» EXERCISE
Each of the entries below should be written out exactly as it reads.

» DATA SUPPLIED
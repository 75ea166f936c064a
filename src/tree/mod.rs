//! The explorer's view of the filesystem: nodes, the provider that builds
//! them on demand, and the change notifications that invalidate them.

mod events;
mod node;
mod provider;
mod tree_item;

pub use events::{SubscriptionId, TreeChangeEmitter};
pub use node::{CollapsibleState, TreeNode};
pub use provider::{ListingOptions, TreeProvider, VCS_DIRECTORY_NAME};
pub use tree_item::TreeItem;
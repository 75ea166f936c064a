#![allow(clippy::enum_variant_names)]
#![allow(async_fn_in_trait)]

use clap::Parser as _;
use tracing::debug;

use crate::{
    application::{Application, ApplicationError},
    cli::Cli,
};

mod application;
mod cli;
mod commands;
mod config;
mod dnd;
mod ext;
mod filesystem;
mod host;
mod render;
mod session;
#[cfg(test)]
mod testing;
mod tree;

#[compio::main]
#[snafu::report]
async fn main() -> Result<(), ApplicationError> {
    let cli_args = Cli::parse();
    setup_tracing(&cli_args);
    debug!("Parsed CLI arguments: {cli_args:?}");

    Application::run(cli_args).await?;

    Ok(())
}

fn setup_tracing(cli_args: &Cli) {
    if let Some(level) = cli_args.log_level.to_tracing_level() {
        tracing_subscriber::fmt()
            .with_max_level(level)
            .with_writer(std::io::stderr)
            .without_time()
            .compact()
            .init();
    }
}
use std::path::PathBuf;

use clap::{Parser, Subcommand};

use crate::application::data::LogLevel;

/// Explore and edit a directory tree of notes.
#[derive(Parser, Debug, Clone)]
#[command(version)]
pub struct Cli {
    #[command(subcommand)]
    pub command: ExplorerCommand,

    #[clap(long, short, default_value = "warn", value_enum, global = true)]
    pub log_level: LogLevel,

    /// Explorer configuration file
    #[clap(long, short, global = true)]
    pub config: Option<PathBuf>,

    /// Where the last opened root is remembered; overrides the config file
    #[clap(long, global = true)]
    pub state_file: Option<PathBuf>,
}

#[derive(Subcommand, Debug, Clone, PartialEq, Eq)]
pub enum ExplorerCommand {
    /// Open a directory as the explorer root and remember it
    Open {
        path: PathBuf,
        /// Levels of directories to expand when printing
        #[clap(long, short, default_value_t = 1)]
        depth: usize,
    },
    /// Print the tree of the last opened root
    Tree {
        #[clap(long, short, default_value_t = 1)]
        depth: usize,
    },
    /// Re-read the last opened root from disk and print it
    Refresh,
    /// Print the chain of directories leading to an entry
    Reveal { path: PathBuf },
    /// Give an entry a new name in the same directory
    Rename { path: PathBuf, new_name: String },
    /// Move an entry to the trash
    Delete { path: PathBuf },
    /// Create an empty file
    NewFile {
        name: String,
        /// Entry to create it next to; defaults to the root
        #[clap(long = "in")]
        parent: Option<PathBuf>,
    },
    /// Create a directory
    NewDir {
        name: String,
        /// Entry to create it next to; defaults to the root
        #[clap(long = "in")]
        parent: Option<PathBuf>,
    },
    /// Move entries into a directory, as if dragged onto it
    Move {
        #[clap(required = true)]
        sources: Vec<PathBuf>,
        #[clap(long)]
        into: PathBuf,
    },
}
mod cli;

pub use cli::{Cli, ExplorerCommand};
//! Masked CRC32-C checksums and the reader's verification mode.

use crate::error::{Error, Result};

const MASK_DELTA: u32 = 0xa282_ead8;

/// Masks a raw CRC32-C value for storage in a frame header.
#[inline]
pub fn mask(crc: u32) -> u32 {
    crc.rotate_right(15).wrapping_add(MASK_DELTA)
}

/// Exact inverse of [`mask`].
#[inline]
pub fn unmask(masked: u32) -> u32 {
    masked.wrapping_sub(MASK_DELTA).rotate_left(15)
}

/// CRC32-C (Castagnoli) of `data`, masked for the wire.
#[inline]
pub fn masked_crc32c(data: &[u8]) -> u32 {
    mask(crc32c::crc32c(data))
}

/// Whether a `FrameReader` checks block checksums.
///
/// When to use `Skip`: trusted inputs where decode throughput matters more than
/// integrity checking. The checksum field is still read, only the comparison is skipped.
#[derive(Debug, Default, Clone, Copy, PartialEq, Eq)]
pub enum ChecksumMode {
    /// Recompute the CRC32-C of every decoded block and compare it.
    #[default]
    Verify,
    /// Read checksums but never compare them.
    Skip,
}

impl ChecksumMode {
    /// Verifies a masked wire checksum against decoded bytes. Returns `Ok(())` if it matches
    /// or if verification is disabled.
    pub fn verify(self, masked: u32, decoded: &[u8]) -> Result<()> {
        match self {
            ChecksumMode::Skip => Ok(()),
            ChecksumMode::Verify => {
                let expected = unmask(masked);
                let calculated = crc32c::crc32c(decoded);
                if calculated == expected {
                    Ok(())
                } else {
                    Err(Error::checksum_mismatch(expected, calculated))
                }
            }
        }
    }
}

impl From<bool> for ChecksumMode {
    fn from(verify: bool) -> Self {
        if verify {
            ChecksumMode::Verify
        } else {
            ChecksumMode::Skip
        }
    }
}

» PROBLEM SOLUTION
repository 75ea166f936c064a
filename src/tree/mod.rs
//! The explorer's view of the filesystem: nodes, the provider that builds
//! them on demand, and the change notifications that invalidate them.

mod events;
mod node;
mod provider;
mod tree_item;

pub use events::{SubscriptionId, TreeChangeEmitter};
pub use node::{CollapsibleState, TreeNode};
pub use provider::{ListingOptions, TreeProvider, VCS_DIRECTORY_NAME};
pub use tree_item::TreeItem;
repository 75ea166f936c064a
#![allow(clippy::enum_variant_names)]
#![allow(async_fn_in_trait)]

use clap::Parser as _;
use tracing::debug;

use crate::{
    application::{Application, ApplicationError},
    cli::Cli,
};

mod application;
mod cli;
mod commands;
mod config;
mod dnd;
mod ext;
mod filesystem;
mod host;
mod render;
mod session;
#[cfg(test)]
mod testing;
mod tree;

#[compio::main]
#[snafu::report]
async fn main() -> Result<(), ApplicationError> {
    let cli_args = Cli::parse();
    setup_tracing(&cli_args);
    debug!("Parsed CLI arguments: {cli_args:?}");

    Application::run(cli_args).await?;

    Ok(())
}

fn setup_tracing(cli_args: &Cli) {
    if let Some(level) = cli_args.log_level.to_tracing_level() {
        tracing_subscriber::fmt()
            .with_max_level(level)
            .with_writer(std::io::stderr)
            .without_time()
            .compact()
            .init();
    }
}
use std::path::PathBuf;

use clap::{Parser, Subcommand};

use crate::application::data::LogLevel;

/// Explore and edit a directory tree of notes.
#[derive(Parser, Debug, Clone)]
#[command(version)]
pub struct Cli {
    #[command(subcommand)]
    pub command: ExplorerCommand,

    #[clap(long, short, default_value = "warn", value_enum, global = true)]
    pub log_level: LogLevel,

    /// Explorer configuration file
    #[clap(long, short, global = true)]
    pub config: Option<PathBuf>,

    /// Where the last opened root is remembered; overrides the config file
    #[clap(long, global = true)]
    pub state_file: Option<PathBuf>,
}

#[derive(Subcommand, Debug, Clone, PartialEq, Eq)]
pub enum ExplorerCommand {
    /// Open a directory as the explorer root and remember it
    Open {
        path: PathBuf,
        /// Levels of directories to expand when printing
        #[clap(long, short, default_value_t = 1)]
        depth: usize,
    },
    /// Print the tree of the last opened root
    Tree {
        #[clap(long, short, default_value_t = 1)]
        depth: usize,
    },
    /// Re-read the last opened root from disk and print it
    Refresh,
    /// Print the chain of directories leading to an entry
    Reveal { path: PathBuf },
    /// Give an entry a new name in the same directory
    Rename { path: PathBuf, new_name: String },
    /// Move an entry to the trash
    Delete { path: PathBuf },
    /// Create an empty file
    NewFile {
        name: String,
        /// Entry to create it next to; defaults to the root
        #[clap(long = "in")]
        parent: Option<PathBuf>,
    },
    /// Create a directory
    NewDir {
        name: String,
        /// Entry to create it next to; defaults to the root
        #[clap(long = "in")]
        parent: Option<PathBuf>,
    },
    /// Move entries into a directory, as if dragged onto it
    Move {
        #[clap(required = true)]
        sources: Vec<PathBuf>,
        #[clap(long)]
        into: PathBuf,
    },
}
mod cli;

pub use cli::{Cli, ExplorerCommand};
//! Masked CRC32-C checksums and the reader's verification mode.

use crate::error::{Error, Result};

const MASK_DELTA: u32 = 0xa282_ead8;

/// Masks a raw CRC32-C value for storage in a frame header.
#[inline]
pub fn mask(crc: u32) -> u32 {
    crc.rotate_right(15).wrapping_add(MASK_DELTA)
}

/// Exact inverse of [`mask`].
#[inline]
pub fn unmask(masked: u32) -> u32 {
    masked.wrapping_sub(MASK_DELTA).rotate_left(15)
}

/// CRC32-C (Castagnoli) of `data`, masked for the wire.
#[inline]
pub fn masked_crc32c(data: &[u8]) -> u32 {
    mask(crc32c::crc32c(data))
}

/// Whether a `FrameReader` checks block checksums.
///
/// When to use `Skip`: trusted inputs where decode throughput matters more than
/// integrity checking. The checksum field is still read, only the comparison is skipped.
#[derive(Debug, Default, Clone, Copy, PartialEq, Eq)]
pub enum ChecksumMode {
    /// Recompute the CRC32-C of every decoded block and compare it.
    #[default]
    Verify,
    /// Read checksums but never compare them.
    Skip,
}

impl ChecksumMode {
    /// Verifies a masked wire checksum against decoded bytes. Returns `Ok(())` if it matches
    /// or if verification is disabled.
    pub fn verify(self, masked: u32, decoded: &[u8]) -> Result<()> {
        match self {
            ChecksumMode::Skip => Ok(()),
            ChecksumMode::Verify => {
                let expected = unmask(masked);
                let calculated = crc32c::crc32c(decoded);
                if calculated == expected {
                    Ok(())
                } else {
                    Err(Error::checksum_mismatch(expected, calculated))
                }
            }
        }
    }
}

impl From<bool> for ChecksumMode {
    fn from(verify: bool) -> Self {
        if verify {
            ChecksumMode::Verify
        } else {
            ChecksumMode::Skip
        }
    }
}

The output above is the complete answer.